Happy New Year, everyone!

Back from the holidays, I thought I’d list my requisite end of the year top ten lists, although I hasten to add that there are plenty of films I’ve yet to see. (For example, I’m still looking forward to seeing Tsai Ling-miang’s Goodbye Dragon Inn and Nuri Bilge Ceylan’s Distant, both of which I’ll get to see at the impressive Palm Springs International Film Festival in about a week.) In addition, release and exhibition dates for one’s hometown vary wildly and virtually any argument for restricting a list to one or the other category will inevitably involve compromises. (For example, Springtime in a Small Town is a 2002 film I saw in 2003 that won’t get its official Los Angeles release until 2004.)

Having said that, here are some titles which highlighted my viewing year:

New Releases

1. The Son (Le fils) (Jean-Pierre and Luc Dardenne)

The Dardennes’ followup to their formidable La Promesse (1996) and Rosetta (1999) is equally rooted in working class Belgian life, recreating the sights and sounds of carpentry and physical labor as it sneakily unearths a story of forgiveness. Bressonian in more ways than one, the film suggests the mysterious inner life of its characters by rigorously adhering to its surfaces–wood beams and tools, blank faces and backs, action and movement–creating a never-ending paradox of materialism and meaning. “Hide the ideas, but so that people find them,” Bresson once wrote, “The most important will be the most hidden.” The Dardennes understand this.

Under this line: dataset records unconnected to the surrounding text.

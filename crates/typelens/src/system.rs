//! Host descriptor table and construction API.
//!
//! [`TypeSystem`] models the host type-reflection system this engine
//! collaborates with: an append-only table of descriptors, each addressed by
//! a [`DescriptorId`]. The host registers every object it knows about
//! (runtime classes, parametric formers, special-form singletons, type
//! variables) through the fluent [`DescriptorBuilder`], then hands ids to
//! the resolution layer.
//!
//! # Thread safety
//!
//! The table is guarded by an `RwLock`: reads are concurrent, and the only
//! writes after setup are instantiation interning (synthesizing an
//! argument-bound descriptor that does not exist yet). Descriptors are never
//! removed or modified once registered, so ids remain valid for the lifetime
//! of the table.
//!
//! # Example
//!
//! ```rust
//! use typelens::{DescriptorKind, TypeSystem};
//!
//! let ts = TypeSystem::new();
//! let class = ts.declare("Sequence", DescriptorKind::Class).register();
//! let former = ts
//!     .declare("SequenceOf", DescriptorKind::Former)
//!     .erasure(class)
//!     .register();
//!
//! assert_eq!(ts.erasure(former), Some(class));
//! assert_eq!(ts.name(former), "SequenceOf");
//! ```

use crate::descriptor::{CallableSignature, DescriptorId, DescriptorKind};
use fxhash::FxHashMap;
use std::sync::RwLock;

/// Everything the host records about one descriptor.
///
/// Sparse by design: most descriptors populate only a handful of fields
/// (a class has bases and a linearization; a type variable has variance and
/// bounds; a former has an erasure pointer and parameters).
#[derive(Debug, Clone)]
struct DescriptorData {
    /// Display name, unique within the table.
    name: String,
    /// Kind tag, immutable after registration.
    kind: DescriptorKind,
    /// Erasure pointer toward the concrete runtime class.
    erasure: Option<DescriptorId>,
    /// Directly-stored supplied arguments.
    args: Vec<DescriptorId>,
    /// Declared type parameters.
    parameters: Vec<DescriptorId>,
    /// Erased declared bases.
    bases: Vec<DescriptorId>,
    /// Declared bases as written, before erasure.
    orig_bases: Vec<DescriptorId>,
    /// Host-supplied linearized ancestor list (classes only).
    linearization: Vec<DescriptorId>,
    /// Supertype link of a new-type wrapper.
    supertype: Option<DescriptorId>,
    /// Bound type variable of a legacy alias wrapper.
    alias_var: Option<DescriptorId>,
    /// Payload of a class-variable marker.
    wrapped: Option<DescriptorId>,
    /// Callable parameter list and return type.
    signature: Option<CallableSignature>,
    /// Type-variable constraints.
    constraints: Vec<DescriptorId>,
    /// Type-variable upper bound.
    bound: Option<DescriptorId>,
    /// Type-variable covariance flag.
    covariant: bool,
    /// Type-variable contravariance flag.
    contravariant: bool,
}

impl DescriptorData {
    fn new(name: String, kind: DescriptorKind) -> Self {
        Self {
            name,
            kind,
            erasure: None,
            args: Vec::new(),
            parameters: Vec::new(),
            bases: Vec::new(),
            orig_bases: Vec::new(),
            linearization: Vec::new(),
            supertype: None,
            alias_var: None,
            wrapped: None,
            signature: None,
            constraints: Vec::new(),
            bound: None,
            covariant: false,
            contravariant: false,
        }
    }
}

/// Interior table state behind the lock.
struct SystemInner {
    descriptors: Vec<DescriptorData>,
    names: FxHashMap<String, DescriptorId>,
    /// Structural intern table: (former, argument tuple) -> descriptor.
    instances: FxHashMap<(DescriptorId, Vec<DescriptorId>), DescriptorId>,
}

/// The host descriptor table.
///
/// See the [module documentation](self) for the construction workflow.
pub struct TypeSystem {
    inner: RwLock<SystemInner>,
}

impl TypeSystem {
    /// Creates an empty descriptor table.
    #[must_use]
    pub fn new() -> Self {
        Self {
            inner: RwLock::new(SystemInner {
                descriptors: Vec::new(),
                names: FxHashMap::default(),
                instances: FxHashMap::default(),
            }),
        }
    }

    /// Starts registering a descriptor with the given name and kind.
    ///
    /// Returns a [`DescriptorBuilder`]; nothing is recorded until
    /// [`DescriptorBuilder::register`] is called.
    pub fn declare(&self, name: &str, kind: DescriptorKind) -> DescriptorBuilder<'_> {
        DescriptorBuilder {
            system: self,
            data: DescriptorData::new(name.to_string(), kind),
        }
    }

    /// Number of descriptors currently registered.
    #[must_use]
    pub fn len(&self) -> usize {
        self.inner.read().unwrap().descriptors.len()
    }

    /// Whether no descriptors have been registered yet.
    #[must_use]
    pub fn is_empty(&self) -> bool {
        self.len() == 0
    }

    /// Finds a descriptor by name.
    #[must_use]
    pub fn lookup(&self, name: &str) -> Option<DescriptorId> {
        self.inner.read().unwrap().names.get(name).copied()
    }

    /// Display name of a descriptor.
    #[must_use]
    pub fn name(&self, d: DescriptorId) -> String {
        self.inner.read().unwrap().descriptors[d.as_usize()].name.clone()
    }

    /// Kind tag of a descriptor.
    #[must_use]
    pub fn kind(&self, d: DescriptorId) -> DescriptorKind {
        self.inner.read().unwrap().descriptors[d.as_usize()].kind
    }

    /// Erasure pointer of a descriptor, if any.
    #[must_use]
    pub fn erasure(&self, d: DescriptorId) -> Option<DescriptorId> {
        self.inner.read().unwrap().descriptors[d.as_usize()].erasure
    }

    /// Directly-stored supplied arguments of a descriptor.
    #[must_use]
    pub fn args(&self, d: DescriptorId) -> Vec<DescriptorId> {
        self.inner.read().unwrap().descriptors[d.as_usize()].args.clone()
    }

    /// Declared type parameters of a descriptor.
    #[must_use]
    pub fn parameters(&self, d: DescriptorId) -> Vec<DescriptorId> {
        self.inner.read().unwrap().descriptors[d.as_usize()].parameters.clone()
    }

    /// Erased declared bases of a descriptor.
    #[must_use]
    pub fn bases(&self, d: DescriptorId) -> Vec<DescriptorId> {
        self.inner.read().unwrap().descriptors[d.as_usize()].bases.clone()
    }

    /// Declared original bases of a descriptor, as written.
    #[must_use]
    pub fn orig_bases(&self, d: DescriptorId) -> Vec<DescriptorId> {
        self.inner.read().unwrap().descriptors[d.as_usize()].orig_bases.clone()
    }

    /// Host-supplied linearized ancestor list of a class.
    ///
    /// Empty for descriptors the host never linearized (formers, type
    /// variables, markers).
    #[must_use]
    pub fn linearization(&self, d: DescriptorId) -> Vec<DescriptorId> {
        self.inner.read().unwrap().descriptors[d.as_usize()]
            .linearization
            .clone()
    }

    /// Supertype link of a new-type wrapper.
    #[must_use]
    pub fn supertype(&self, d: DescriptorId) -> Option<DescriptorId> {
        self.inner.read().unwrap().descriptors[d.as_usize()].supertype
    }

    /// Bound type variable of a legacy alias wrapper.
    #[must_use]
    pub fn alias_var(&self, d: DescriptorId) -> Option<DescriptorId> {
        self.inner.read().unwrap().descriptors[d.as_usize()].alias_var
    }

    /// Payload of a class-variable marker.
    #[must_use]
    pub fn wrapped(&self, d: DescriptorId) -> Option<DescriptorId> {
        self.inner.read().unwrap().descriptors[d.as_usize()].wrapped
    }

    /// Callable signature of a descriptor, if any.
    #[must_use]
    pub fn signature(&self, d: DescriptorId) -> Option<CallableSignature> {
        self.inner.read().unwrap().descriptors[d.as_usize()].signature.clone()
    }

    /// Constraints of a type variable.
    #[must_use]
    pub fn constraints(&self, d: DescriptorId) -> Vec<DescriptorId> {
        self.inner.read().unwrap().descriptors[d.as_usize()].constraints.clone()
    }

    /// Upper bound of a type variable.
    #[must_use]
    pub fn bound(&self, d: DescriptorId) -> Option<DescriptorId> {
        self.inner.read().unwrap().descriptors[d.as_usize()].bound
    }

    /// Covariance flag of a type variable.
    #[must_use]
    pub fn covariant(&self, d: DescriptorId) -> bool {
        self.inner.read().unwrap().descriptors[d.as_usize()].covariant
    }

    /// Contravariance flag of a type variable.
    #[must_use]
    pub fn contravariant(&self, d: DescriptorId) -> bool {
        self.inner.read().unwrap().descriptors[d.as_usize()].contravariant
    }

    /// Records the host's linearized ancestor list for `d`.
    ///
    /// Supplied after registration because the list contains the class's own
    /// id as its first element.
    pub fn define_linearization(&self, d: DescriptorId, ancestors: Vec<DescriptorId>) {
        self.inner.write().unwrap().descriptors[d.as_usize()].linearization = ancestors;
    }

    /// Returns the argument-bound instantiation of `form` with `args`.
    ///
    /// Structurally interned: the same `(form, args)` pair always yields the
    /// same id, so instantiations compare equal by identity. The synthesized
    /// descriptor erases to `form`, stores `args`, and declares as its
    /// parameters the order-preserved, deduplicated type variables among
    /// `args`.
    pub fn instantiate(&self, form: DescriptorId, args: &[DescriptorId]) -> DescriptorId {
        let mut inner = self.inner.write().unwrap();
        let key = (form, args.to_vec());
        if let Some(&existing) = inner.instances.get(&key) {
            return existing;
        }

        let rendered = {
            let names: Vec<&str> = args
                .iter()
                .map(|a| inner.descriptors[a.as_usize()].name.as_str())
                .collect();
            format!(
                "{}[{}]",
                inner.descriptors[form.as_usize()].name,
                names.join(", ")
            )
        };

        let mut parameters = Vec::new();
        for &arg in args {
            if inner.descriptors[arg.as_usize()].kind == DescriptorKind::TypeVar
                && !parameters.contains(&arg)
            {
                parameters.push(arg);
            }
        }

        let mut data = DescriptorData::new(rendered, DescriptorKind::Instantiated);
        data.erasure = Some(form);
        data.args = args.to_vec();
        data.parameters = parameters;

        let id = DescriptorId::new(inner.descriptors.len() as u32);
        inner.names.insert(data.name.clone(), id);
        inner.descriptors.push(data);
        inner.instances.insert(key, id);
        id
    }

    /// Registers a completed builder. Internal; called by
    /// [`DescriptorBuilder::register`].
    fn insert(&self, data: DescriptorData) -> DescriptorId {
        let mut inner = self.inner.write().unwrap();
        let id = DescriptorId::new(inner.descriptors.len() as u32);
        inner.names.insert(data.name.clone(), id);
        inner.descriptors.push(data);
        id
    }
}

impl Default for TypeSystem {
    fn default() -> Self {
        Self::new()
    }
}

/// Fluent builder for registering a descriptor.
///
/// Obtained from [`TypeSystem::declare`]; each setter consumes and returns
/// the builder, and [`register`](DescriptorBuilder::register) commits the
/// descriptor to the table.
///
/// # Example
///
/// ```rust
/// use typelens::{DescriptorKind, TypeSystem};
///
/// let ts = TypeSystem::new();
/// let value = ts.declare("Value", DescriptorKind::Class).register();
/// let var = ts
///     .declare("T", DescriptorKind::TypeVar)
///     .bound(value)
///     .covariant()
///     .register();
///
/// assert_eq!(ts.bound(var), Some(value));
/// assert!(ts.covariant(var));
/// ```
pub struct DescriptorBuilder<'a> {
    system: &'a TypeSystem,
    data: DescriptorData,
}

impl DescriptorBuilder<'_> {
    /// Sets the erasure pointer.
    #[must_use]
    pub fn erasure(mut self, class: DescriptorId) -> Self {
        self.data.erasure = Some(class);
        self
    }

    /// Sets the directly-stored supplied arguments.
    #[must_use]
    pub fn args(mut self, args: &[DescriptorId]) -> Self {
        self.data.args = args.to_vec();
        self
    }

    /// Sets the declared type parameters.
    #[must_use]
    pub fn parameters(mut self, parameters: &[DescriptorId]) -> Self {
        self.data.parameters = parameters.to_vec();
        self
    }

    /// Sets the erased declared bases.
    #[must_use]
    pub fn bases(mut self, bases: &[DescriptorId]) -> Self {
        self.data.bases = bases.to_vec();
        self
    }

    /// Sets the declared original bases, as written.
    #[must_use]
    pub fn orig_bases(mut self, orig_bases: &[DescriptorId]) -> Self {
        self.data.orig_bases = orig_bases.to_vec();
        self
    }

    /// Sets the supertype link of a new-type wrapper.
    #[must_use]
    pub fn supertype(mut self, supertype: DescriptorId) -> Self {
        self.data.supertype = Some(supertype);
        self
    }

    /// Sets the bound type variable of a legacy alias wrapper.
    #[must_use]
    pub fn alias_var(mut self, var: DescriptorId) -> Self {
        self.data.alias_var = Some(var);
        self
    }

    /// Sets the payload of a class-variable marker.
    #[must_use]
    pub fn wrapped(mut self, payload: DescriptorId) -> Self {
        self.data.wrapped = Some(payload);
        self
    }

    /// Sets the callable signature.
    #[must_use]
    pub fn signature(mut self, params: &[DescriptorId], returns: DescriptorId) -> Self {
        self.data.signature = Some(CallableSignature {
            params: params.to_vec(),
            returns,
        });
        self
    }

    /// Sets the constraints of a type variable.
    #[must_use]
    pub fn constraints(mut self, constraints: &[DescriptorId]) -> Self {
        self.data.constraints = constraints.to_vec();
        self
    }

    /// Sets the upper bound of a type variable.
    #[must_use]
    pub fn bound(mut self, bound: DescriptorId) -> Self {
        self.data.bound = Some(bound);
        self
    }

    /// Marks a type variable covariant.
    #[must_use]
    pub fn covariant(mut self) -> Self {
        self.data.covariant = true;
        self
    }

    /// Marks a type variable contravariant.
    #[must_use]
    pub fn contravariant(mut self) -> Self {
        self.data.contravariant = true;
        self
    }

    /// Commits the descriptor to the table and returns its id.
    pub fn register(self) -> DescriptorId {
        self.system.insert(self.data)
    }
}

2. Drifters (Wang Xiaoshuai)

I’ve only seen one of Wang’s previous features, Beijing Bicycle (2001), which I found engaging if a bit superficial, but this film lingers in my mind with its mixture of painterly cinematography, a slowly unveiling narrative, and its detailed depiction of a desperate youth culture in contemporary China on the eve of its entry into the World Trade Organization. Like several notable films this year, the movie humanizes immigration issues and foregrounds the realities of “globalization”–a term governments selectively apply to the exchange of goods across borders while they simultaneously prevent people from going anywhere.

3. Bright Leaves (Ross McElwee)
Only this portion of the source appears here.